(Problem) A single stretch of the material below is to be transcribed exactly, starting at the line with "usize) < self.m)" and ending after the line with "A.rowval[2] = 3;".

(Records for the task)
#![allow(non_snake_case)]

use crate::algebra::{FloatT, ScsInt, ShapedMatrix, SparseFormatError};

#[cfg(feature = "serde")]
use serde::{de::DeserializeOwned, Deserialize, Serialize};

/// Sparse matrix in standard Compressed Sparse Column (CSC) format
///
/// Row indices and column pointers are stored with the native
/// integer type [`ScsInt`] so that they can be handed to the solver
/// without conversion.
///
/// __Example usage__ : To construct the 3 x 3 matrix
/// ```text
/// A = [1.  3.  5.]
///     [2.  0.  6.]
///     [0.  4.  7.]
/// ```
///
/// ```
/// use scsbridge::algebra::CscMatrix;
///
/// let A : CscMatrix<f64> = CscMatrix::new(
///    3,                                // m
///    3,                                // n
///    vec![0, 2, 4, 7],                 //colptr
///    vec![0, 1, 0, 2, 0, 1, 2],        //rowval
///    vec![1., 2., 3., 4., 5., 6., 7.], //nzval
///  );
///
/// // optional correctness check
/// assert!(A.check_format().is_ok());
///
/// ```
///
#[derive(Debug, Clone, PartialEq)]
#[cfg_attr(feature = "serde", derive(Serialize, Deserialize))]
#[cfg_attr(feature = "serde", serde(bound = "T: Serialize + DeserializeOwned"))]
pub struct CscMatrix<T = f64> {
    /// number of rows
    pub m: usize,
    /// number of columns
    pub n: usize,
    /// CSC format column pointer.
    ///
    /// Ths field should have length `n+1`. The last entry corresponds
    /// to the the number of nonzeros and should agree with the lengths
    /// of the `rowval` and `nzval` fields.
    pub colptr: Vec<ScsInt>,
    /// vector of row indices
    pub rowval: Vec<ScsInt>,
    /// vector of non-zero matrix elements
    pub nzval: Vec<T>,
}

impl<T> CscMatrix<T>
where
    T: FloatT,
{
    /// `CscMatrix` constructor.
    ///
    /// # Panics
    /// Makes rudimentary dimensional compatibility checks and panics on
    /// failure.   This constructor does __not__
    /// ensure that rows indices are all in bounds or that data is arranged
    /// such that entries within each column appear in order of increasing
    /// row index.   Responsibility for ensuring these conditions hold
    /// is left to the caller.
    ///
    pub fn new(
        m: usize,
        n: usize,
        colptr: Vec<ScsInt>,
        rowval: Vec<ScsInt>,
        nzval: Vec<T>,
    ) -> Self {
        assert_eq!(rowval.len(), nzval.len());
        assert_eq!(colptr.len(), n + 1);
        assert_eq!(colptr[n] as usize, rowval.len());
        CscMatrix {
            m,
            n,
            colptr,
            rowval,
            nzval,
        }
    }

    /// Identity matrix of size `n`
    pub fn identity(n: usize) -> Self {
        let colptr = (0..=n as ScsInt).collect();
        let rowval = (0..n as ScsInt).collect();
        let nzval = vec![T::one(); n];

        CscMatrix::new(n, n, colptr, rowval, nzval)
    }

    /// number of nonzeros
    pub fn nnz(&self) -> usize {
        self.colptr[self.n] as usize
    }

    /// Check that matrix data is correctly formatted.
    ///
    /// All of these conditions must hold before the matrix can be
    /// exposed to the native solver, since the solver indexes the
    /// value and row arrays through the column pointers directly.
    pub fn check_format(&self) -> Result<(), SparseFormatError> {
        if self.rowval.len() != self.nzval.len() {
            return Err(SparseFormatError::IncompatibleDimension);
        }

        if self.colptr.is_empty()
            || (self.colptr.len() - 1) != self.n
            || self.colptr[self.n] < 0
            || self.colptr[self.n] as usize != self.rowval.len()
        {
            return Err(SparseFormatError::IncompatibleDimension);
        }

        //check for colptr monotonicity
        if self.colptr[0] != 0 || self.colptr.windows(2).any(|c| c[0] > c[1]) {
            return Err(SparseFormatError::BadColptr);
        }

        //check for rowval monotonicity within each column
        for col in 0..self.n {
            let rng = (self.colptr[col] as usize)..(self.colptr[col + 1] as usize);
            if self.rowval[rng].windows(2).any(|c| c[0] >= c[1]) {
                return Err(SparseFormatError::BadRowOrdering);
            }
        }
        //check for row values out of bounds
        if !self
            .rowval
            .iter()
            .all(|&r| r >= 0 && (r as usize) < self.m)
        {
            return Err(SparseFormatError::BadRowval);
        }

        Ok(())
    }
}

impl<T> ShapedMatrix for CscMatrix<T> {
    fn size(&self) -> (usize, usize) {
        (self.m, self.n)
    }
}

#[test]
fn test_csc_check_format() {
    let good = || CscMatrix::new(3, 2, vec![0, 2, 3], vec![0, 2, 1], vec![1., 2., 3.]);
    assert!(good().check_format().is_ok());

    let mut A = good();
    A.rowval[1] = 0;
    assert_eq!(A.check_format(), Err(SparseFormatError::BadRowOrdering));

    let mut A = good();
    A.rowval[2] = 3;
    assert_eq!(A.check_format(), Err(SparseFormatError::BadRowval));

    let mut A = good();
    A.colptr[1] = 4;
    assert_eq!(A.check_format(), Err(SparseFormatError::BadColptr));

    let mut A = good();
    A.nzval.pop();
    assert_eq!(
        A.check_format(),
        Err(SparseFormatError::IncompatibleDimension)
    );

    let mut A = good();
    A.n = 3;
    assert_eq!(
        A.check_format(),
        Err(SparseFormatError::IncompatibleDimension)
    );
}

(Solution for this exercise)
            .all(|&r| r >= 0 && (r as usize) < self.m)
        {
            return Err(SparseFormatError::BadRowval);
        }

        Ok(())
    }
}

impl<T> ShapedMatrix for CscMatrix<T> {
    fn size(&self) -> (usize, usize) {
        (self.m, self.n)
    }
}

#[test]
fn test_csc_check_format() {
    let good = || CscMatrix::new(3, 2, vec![0, 2, 3], vec![0, 2, 1], vec![1., 2., 3.]);
    assert!(good().check_format().is_ok());

    let mut A = good();
    A.rowval[1] = 0;
    assert_eq!(A.check_format(), Err(SparseFormatError::BadRowOrdering));

    let mut A = good();
    A.rowval[2] = 3;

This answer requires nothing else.